That new home is Godsbanen — the old Aarhus goods station at Karen Wegeners Gade 6, a freight yard that ran from 1923 until 2000 and then sat waiting for a second life. In 2010 the developer Realdania announced, with Aarhus Municipality, that the whole 10,500-square-metre site would be turned into a cultural production centre, and Godsbanen opened in that guise on 30 March 2012. Radar opened inside it, the direct heir to Musikcaféen, and the freight-yard setting suits a loud room the way old industrial buildings always do — solid walls, no fussy neighbours, and the faint romance of a place built to move goods now moving air instead.

There is a nice symmetry in Aarhus’s two serious mid-and-small venues both sitting in reclaimed railway architecture. If Radar is the freight-yard room, the city’s other essential loud space grew out of the passenger side of the same world, and I have written about it separately in the Voxhall guide. Between them they cover most of what an Aarhus music week needs, at two different sizes.

Small room, serious operation

Capacity at Radar is a maximum of about 300 standing, dropping to roughly 100 when it is laid out cinema-style with seating. That is a genuinely small room — smaller than the clubs I usually cover in Copenhagen — and the smallness is the whole point. At 300 people there is no bad spot, no distance between you and the stage, no barrier to speak of. When a band is good, a room this size becomes a single organism; when a band is testing something strange and new, the intimacy gives them the room to do it in front of people who are actually listening.

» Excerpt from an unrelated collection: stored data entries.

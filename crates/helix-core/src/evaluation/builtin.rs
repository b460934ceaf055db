//! Built-in evaluators.

use std::collections::BTreeMap;

use async_trait::async_trait;

use crate::evaluation::error::Result;
use crate::evaluation::registry::{EvaluatorPlugin, Scores};
use crate::workflow::context::StepStatus;
use crate::workflow::engine::{WorkflowResult, WorkflowStatus};

/// Scores run duration.
///
/// Emits `duration` (ms) and `speed_score`, which is 1.0 at or under the
/// target and falls off as `target / duration` above it.
#[derive(Debug, Clone)]
pub struct DurationEvaluator {
    target_ms: f64,
}

impl Default for DurationEvaluator {
    fn default() -> Self {
        Self::new(1000.0)
    }
}

impl DurationEvaluator {
    /// Creates an evaluator with a target duration.
    pub fn new(target_ms: f64) -> Self {
        Self { target_ms: target_ms.max(1.0) }
    }
}

#[async_trait]
impl EvaluatorPlugin for DurationEvaluator {
    fn id(&self) -> &str {
        "duration"
    }

    fn name(&self) -> &str {
        "Duration"
    }

    async fn evaluate(&self, result: &WorkflowResult) -> Result<Scores> {
        let duration = result.duration_ms as f64;
        let speed = if duration <= self.target_ms { 1.0 } else { self.target_ms / duration };
        Ok(BTreeMap::from([
            ("duration".to_string(), duration),
            ("speed_score".to_string(), speed),
        ]))
    }
}

/// Scores how many executed steps succeeded.
///
/// `success_rate` is completed / (completed + failed) over recorded steps;
/// `quality_score` halves it when the run itself did not complete.
#[derive(Debug, Clone, Default)]
pub struct SuccessRateEvaluator;

#[async_trait]
impl EvaluatorPlugin for SuccessRateEvaluator {
    fn id(&self) -> &str {
        "success_rate"
    }

    fn name(&self) -> &str {
        "Success rate"
    }

    async fn evaluate(&self, result: &WorkflowResult) -> Result<Scores> {
        let completed_run = result.status == WorkflowStatus::Completed;
        let (ok, failed) = result.node_results.values().fold((0u32, 0u32), |(ok, failed), r| {
            match r.status {
                StepStatus::Completed => (ok + 1, failed),
                StepStatus::Failed => (ok, failed + 1),
                _ => (ok, failed),
            }
        });
        let rate = if ok + failed == 0 {
            if completed_run { 1.0 } else { 0.0 }
        } else {
            f64::from(ok) / f64::from(ok + failed)
        };
        let quality = if completed_run { rate } else { rate * 0.5 };
        Ok(BTreeMap::from([
            ("success_rate".to_string(), rate),
            ("quality_score".to_string(), quality),
        ]))
    }
}

/// Sums `usage.totalTokens` from step outputs into `token_usage`.
#[derive(Debug, Clone, Default)]
pub struct TokenUsageEvaluator;

#[async_trait]
impl EvaluatorPlugin for TokenUsageEvaluator {
    fn id(&self) -> &str {
        "token_usage"
    }

    fn name(&self) -> &str {
        "Token usage"
    }

    async fn evaluate(&self, result: &WorkflowResult) -> Result<Scores> {
        let total: u64 = result
            .node_results
            .values()
            .filter_map(|r| r.output.as_ref())
            .filter_map(|output| output.pointer("/usage/totalTokens").and_then(|v| v.as_u64()))
            .sum();
        Ok(BTreeMap::from([("token_usage".to_string(), total as f64)]))
    }
}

What keeps Radar from being merely a nice little bar with a stage is that it is a proper regional venue. Denmark runs a system of state-recognised regional venues — the regionale spillesteder — that receive operating and programming subsidies from the local municipality and the national arts council in exchange for a public-service brief. Radar is one of them. That funding is why a 300-cap room can afford a permanent house technician, professional sound and lighting, and a programme of roughly 100 to 120 concerts a year weighted toward genres that would never survive on pure ticket economics.

And that programme is the reason to care about the place. Radar deliberately chases the niche and the experimental — everything from blackgaze and extreme metal to fringe electronic, improv and whatever does not have an obvious commercial home. It is, by reputation, one of the more curious and adventurous rooms in the country, and the subsidy is what makes that curiosity possible. A purely commercial venue this size would book covers bands and tribute acts to survive. Radar books the strange stuff on purpose, and the city is richer for it.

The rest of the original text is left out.